When discussing cardiovascular risk and the actions that can be taken to reduce the risk, it may be appropriate to include other whanau members. Rather than just educating the patient there are benefits in investing time in educating all members of the whanau. Any actions or changes will be most successful if they are understood and adopted by the entire whanau.

Although these education sessions may take a bit longer than the average consultation it can be an excellent investment of time and energy. Not only may the patients CVD risk be lowered, but other whanau members can similarly benefit.

Best health outcomes for Māori: Practice Implications. Available from:
www.mcnz.org.nz – look under "Publications"

Provide advice about physical activity that is patient centred, achievable and measurable; a recommended approach is:

Assess current behaviour: Ask about current levels of activity including activities that the patient may not associate with exercise. For example, ask about method of getting to work or time each week spent gardening or gathering kaimoana (seafood).

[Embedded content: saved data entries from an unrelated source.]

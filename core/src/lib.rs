//! Client for the Todoist Sync API.
//!
//! # Overview
//! Every call is one form-encoded POST carrying the API token, a sync token,
//! the resource types to read and the commands to apply. The response is
//! either a read envelope or a command envelope whose `sync_status` reports
//! the outcome of each command.
//!
//! # Design
//! - Building a request ([`request`]) and classifying a response
//!   ([`classify`]) are pure functions over [`HttpRequest`] and
//!   [`HttpResponse`]. Only the [`HttpTransport`] touches the network.
//! - [`TodoistClient`] holds immutable configuration and is safe to share.
//!   Each call takes a [`Context`] for cancellation and deadlines.
//! - A 200 response is only a success when every command in it succeeded;
//!   a rejected command surfaces as an [`ApiError`] of kind
//!   [`ErrorKind::Sync`].
//! - The per-resource services ([`ProjectsService`], [`SectionsService`],
//!   [`TasksService`]) submit one command per call and return both the
//!   resources and the envelope, so the caller can keep the new sync token
//!   and resolve temp ids.
//!
//! ```no_run
//! use todoist_core::{ClientConfig, Context, TodoistClient};
//! use todoist_core::command::AddProject;
//!
//! # async fn demo() -> Result<(), todoist_core::Error> {
//! let client = TodoistClient::new(ClientConfig::new("api-token"))?;
//! let ctx = Context::background();
//! let args = AddProject { name: "Shopping".into(), ..Default::default() };
//! let (_, resp) = client.projects().add(&ctx, args, Some("shopping")).await?;
//! println!("created project {:?}", resp.resolve("shopping"));
//! # Ok(())
//! # }
//! ```

pub mod classify;
pub mod client;
pub mod command;
pub mod config;
pub mod context;
pub mod error;
pub mod http;
pub mod request;
pub mod services;
pub mod transport;
pub mod types;

pub use client::TodoistClient;
pub use command::{Command, CommandArgs};
pub use config::ClientConfig;
pub use context::{CancelHandle, Context};
pub use error::{ApiError, Error, ErrorKind};
pub use http::{HttpRequest, HttpResponse};
pub use services::{ProjectsService, SectionsService, TasksService};
pub use transport::{HttpTransport, UreqTransport};
pub use types::{
    CommandResponse, Pagination, Project, ProjectData, ProjectInfo, ReadResponse, ResourceId,
    Section, Task,
};
//! Client configuration.

use std::time::Duration;

/// Sync API v8 root. Sync calls go to `<base>/sync`, project endpoints to
/// `<base>/projects/...`.
pub const DEFAULT_BASE_URL: &str = "https://api.todoist.com/sync/v8";

pub const DEFAULT_USER_AGENT: &str = concat!("todoist-rs/", env!("CARGO_PKG_VERSION"));

/// Settings shared by every call made through a client. Immutable once the
/// client is built.
#[derive(Debug, Clone, PartialEq, Eq)]
pub struct ClientConfig {
    pub(crate) token: String,
    pub(crate) base_url: String,
    pub(crate) user_agent: String,
    pub(crate) timeout: Option<Duration>,
    pub(crate) debug: bool,
}

impl ClientConfig {
    /// Configuration with the default endpoint and user agent, no transport
    /// timeout and debug tracing off.
    pub fn new(token: impl Into<String>) -> Self {
        Self {
            token: token.into(),
            base_url: DEFAULT_BASE_URL.to_string(),
            user_agent: DEFAULT_USER_AGENT.to_string(),
            timeout: None,
            debug: false,
        }
    }

    /// Trailing slashes are stripped. The URL is validated when a request is
    /// built.
    pub fn with_base_url(mut self, base_url: impl Into<String>) -> Self {
        self.base_url = base_url.into().trim_end_matches('/').to_string();
        self
    }

    /// An empty user agent omits the `User-Agent` header entirely.
    pub fn with_user_agent(mut self, user_agent: impl Into<String>) -> Self {
        self.user_agent = user_agent.into();
        self
    }

    /// Overall timeout applied by the HTTP transport to each call.
    pub fn with_timeout(mut self, timeout: Duration) -> Self {
        self.timeout = Some(timeout);
        self
    }

    /// Emit request and response traces at debug level.
    pub fn with_debug(mut self, debug: bool) -> Self {
        self.debug = debug;
        self
    }

    pub fn token(&self) -> &str {
        &self.token
    }

    pub fn base_url(&self) -> &str {
        &self.base_url
    }

    pub fn user_agent(&self) -> &str {
        &self.user_agent
    }

    pub fn timeout(&self) -> Option<Duration> {
        self.timeout
    }

    pub fn debug(&self) -> bool {
        self.debug
    }
}
use tokio::net::TcpListener;
use tracing::info;
use tracing_subscriber::EnvFilter;

const DEFAULT_TOKEN: &str = "mock-token";

#[tokio::main]
async fn main() -> Result<(), std::io::Error> {
    tracing_subscriber::fmt()
        .with_env_filter(EnvFilter::try_from_default_env().unwrap_or_else(|_| "info".into()))
        .init();

    let port = std::env::var("PORT").unwrap_or_else(|_| "3000".to_string());
    let token = std::env::var("TODOIST_MOCK_TOKEN").unwrap_or_else(|_| DEFAULT_TOKEN.to_string());
    let addr = format!("127.0.0.1:{port}");
    let listener = TcpListener::bind(&addr).await?;
    info!(%addr, "listening; base url is http://{addr}/sync/v8");
    mock_server::run(listener, token).await
}
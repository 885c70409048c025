use super::{commit_one, not_found};
use crate::client::TodoistClient;
use crate::command::{AddTask, CommandArgs, CompleteTask, MoveTask, ResourceRef, UpdateTask};
use crate::context::Context;
use crate::error::Error;
use crate::transport::HttpTransport;
use crate::types::{CommandResponse, ReadResponse, ResourceId, Task};

/// The Sync API calls tasks "items".
const RESOURCE_TYPE: &str = "items";

/// Task operations, obtained from [`TodoistClient::tasks`].
#[derive(Debug)]
pub struct TasksService<'c, T: HttpTransport> {
    client: &'c TodoistClient<T>,
}

impl<'c, T: HttpTransport> TasksService<'c, T> {
    pub(crate) fn new(client: &'c TodoistClient<T>) -> Self {
        Self { client }
    }

    pub async fn list(
        &self,
        ctx: &Context,
        sync_token: Option<&str>,
    ) -> Result<(Vec<Task>, ReadResponse), Error> {
        let resp = self.client.read(ctx, sync_token, &[RESOURCE_TYPE]).await?;
        Ok((resp.tasks.clone(), resp))
    }

    pub async fn add(
        &self,
        ctx: &Context,
        args: AddTask,
        temp_id: Option<&str>,
    ) -> Result<(Vec<Task>, CommandResponse), Error> {
        self.commit(ctx, CommandArgs::ItemAdd(args), temp_id).await
    }

    pub async fn update(
        &self,
        ctx: &Context,
        args: UpdateTask,
    ) -> Result<(Vec<Task>, CommandResponse), Error> {
        self.commit(ctx, CommandArgs::ItemUpdate(args), None).await
    }

    pub async fn move_to(
        &self,
        ctx: &Context,
        args: MoveTask,
    ) -> Result<(Vec<Task>, CommandResponse), Error> {
        self.commit(ctx, CommandArgs::ItemMove(args), None).await
    }

    pub async fn delete(
        &self,
        ctx: &Context,
        id: impl Into<ResourceId>,
    ) -> Result<(Vec<Task>, CommandResponse), Error> {
        let args = CommandArgs::ItemDelete(ResourceRef::new(id));
        self.commit(ctx, args, None).await
    }

    /// Mark a task and its subtasks completed and move them to history.
    pub async fn complete(
        &self,
        ctx: &Context,
        args: CompleteTask,
    ) -> Result<(Vec<Task>, CommandResponse), Error> {
        self.commit(ctx, CommandArgs::ItemComplete(args), None).await
    }

    pub async fn uncomplete(
        &self,
        ctx: &Context,
        id: impl Into<ResourceId>,
    ) -> Result<(Vec<Task>, CommandResponse), Error> {
        let args = CommandArgs::ItemUncomplete(ResourceRef::new(id));
        self.commit(ctx, args, None).await
    }

    /// Complete a task the way the official apps do: a recurring task moves
    /// to its next occurrence instead.
    pub async fn close(
        &self,
        ctx: &Context,
        id: impl Into<ResourceId>,
    ) -> Result<(Vec<Task>, CommandResponse), Error> {
        let args = CommandArgs::ItemClose(ResourceRef::new(id));
        self.commit(ctx, args, None).await
    }

    pub async fn get_by_id(&self, ctx: &Context, id: i64) -> Result<Task, Error> {
        let (tasks, _) = self.list(ctx, None).await?;
        tasks
            .into_iter()
            .find(|task| task.id == id)
            .ok_or_else(|| not_found("task", id))
    }

    async fn commit(
        &self,
        ctx: &Context,
        args: CommandArgs,
        temp_id: Option<&str>,
    ) -> Result<(Vec<Task>, CommandResponse), Error> {
        let resp = commit_one(self.client, ctx, RESOURCE_TYPE, args, temp_id).await?;
        Ok((resp.tasks.clone(), resp))
    }
}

Advise about the benefits of changing behaviour: Advise patients that physical activity can be accumulated throughout the day. Three ten minute bouts of exercise per day are equivalent to one 30 minute session. Activities that can be incorporated into everyday life, such as brisk walking, using stairs and cycling, are recommended as people may be more likely to participate in these activities.

Agree on patient-centred goals to change behaviour: An initial goal may be a small but agreed and measurable increase in exercise, for example these activities may be done at least three times per week:

  • Walk to school or shops
  • Get off the bus one stop earlier than usual
  • Use the stairs instead of the lift
  • Park a block away from work and walk

Group activities may encourage some people to engage in physical activity because the social aspect can be enjoyable.

Arrange follow-up and support: Set measurable goals that can be evaluated at follow-up.

Consider issuing a Prescription or referring patients to a local sports trust.

Te Hotu Manawa Māori provides Māori specific resources for lifestyle intervention www.tehotumanawa.org.nz

References

  1. New Zealand Guidelines Group. The assessment and management of cardiovascular risk. December 2003. Available from www.nzgg.org.nz (accessed June 2008).
  2. The New Zealand Heart Foundation. A practical guide to management of CVD risk 2007.
  3. JBS 2: Joint British Societies Guidelines on prevention of cardiovascular disease in clinical practice. Heart 2005;91:1-52.
  4. SIGN (Scottish Intercollegiate Guidelines Network). 97: Risk estimation and the prevention of cardiovascular disease. Available from www.sign.ac.uk/pdf/sign97.pdf (Accessed June 2008).